BEGIN
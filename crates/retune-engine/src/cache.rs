//! TTL-based rule cache with reentrancy protection

use std::sync::atomic::{AtomicBool, Ordering};
use std::sync::Arc;
use std::time::{Duration, Instant};

use retune_core::OverrideRule;
use retune_store::RuleStore;
use tracing::{debug, warn};

/// Cloneable handle to a cache's reentrancy guard.
///
/// The rule store lookup may itself pass back through an interception
/// point: to the host it is indistinguishable from ordinary work. Anything
/// observing this flag set must take the passthrough path instead of
/// recursing into a refresh that is already in progress.
#[derive(Clone, Debug)]
pub struct ReentrancyFlag(Arc<AtomicBool>);

impl ReentrancyFlag {
    fn new() -> Self {
        Self(Arc::new(AtomicBool::new(false)))
    }

    /// True while a refresh is in progress
    pub fn is_set(&self) -> bool {
        self.0.load(Ordering::SeqCst)
    }

    pub(crate) fn try_acquire(&self) -> bool {
        self.0
            .compare_exchange(false, true, Ordering::SeqCst, Ordering::SeqCst)
            .is_ok()
    }

    pub(crate) fn clear(&self) {
        self.0.store(false, Ordering::SeqCst);
    }
}

/// Priority-ordered rule cache.
///
/// Owns the current rule set and replaces it wholesale on refresh, so a
/// match in flight always sees one consistent snapshot. The set arrives
/// from the store already ordered by descending priority and is never
/// re-sorted here. Staleness is tracked with a monotonic clock.
pub struct RuleCache {
    rules: Arc<Vec<OverrideRule>>,
    loaded_at: Option<Instant>,
    ttl: Duration,
    refreshing: ReentrancyFlag,
}

impl RuleCache {
    /// Create an empty cache that is stale until the first refresh
    pub fn new(ttl: Duration) -> Self {
        Self {
            rules: Arc::new(Vec::new()),
            loaded_at: None,
            ttl,
            refreshing: ReentrancyFlag::new(),
        }
    }

    /// Snapshot of the current rule set
    pub fn rules(&self) -> Arc<Vec<OverrideRule>> {
        Arc::clone(&self.rules)
    }

    /// Refresh interval
    pub fn ttl(&self) -> Duration {
        self.ttl
    }

    /// Change the refresh interval; takes effect at the next staleness check
    pub fn set_ttl(&mut self, ttl: Duration) {
        self.ttl = ttl;
    }

    /// Handle to the reentrancy guard, shareable with collaborators
    pub fn reentrancy_flag(&self) -> ReentrancyFlag {
        self.refreshing.clone()
    }

    /// True while a refresh is in progress
    pub fn is_refreshing(&self) -> bool {
        self.refreshing.is_set()
    }

    /// True when no successful load has happened yet or the TTL elapsed
    pub fn is_stale(&self) -> bool {
        match self.loaded_at {
            None => true,
            Some(loaded_at) => loaded_at.elapsed() >= self.ttl,
        }
    }

    /// Reload the rule set from the store.
    ///
    /// Silent no-op when a refresh is already in progress. Store failure is
    /// fail-open: the cache installs an empty set, and the load time is
    /// stamped either way so a broken store does not cause a refresh storm.
    ///
    /// There is no staleness check here; callers gate on [`is_stale`], and
    /// the administrative reload calls this directly.
    ///
    /// [`is_stale`]: RuleCache::is_stale
    pub async fn refresh(&mut self, store: &dyn RuleStore) {
        if !self.refreshing.try_acquire() {
            return;
        }

        match store.list_enabled_rules().await {
            Ok(rules) => {
                debug!("loaded {} override rule(s)", rules.len());
                self.rules = Arc::new(rules);
            }
            Err(err) => {
                warn!("failed to load override rules, proceeding with none: {}", err);
                self.rules = Arc::new(Vec::new());
            }
        }

        self.loaded_at = Some(Instant::now());
        self.refreshing.clear();
    }
}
END
Required action: Print the lines above from the one with "true, Ordering::SeqCst, Ordering::SeqCst)" through the one with "refresh, so a", both included, exactly as written and nothing more.

Response area:
            .compare_exchange(false, true, Ordering::SeqCst, Ordering::SeqCst)
            .is_ok()
    }

    pub(crate) fn clear(&self) {
        self.0.store(false, Ordering::SeqCst);
    }
}

/// Priority-ordered rule cache.
///
/// Owns the current rule set and replaces it wholesale on refresh, so a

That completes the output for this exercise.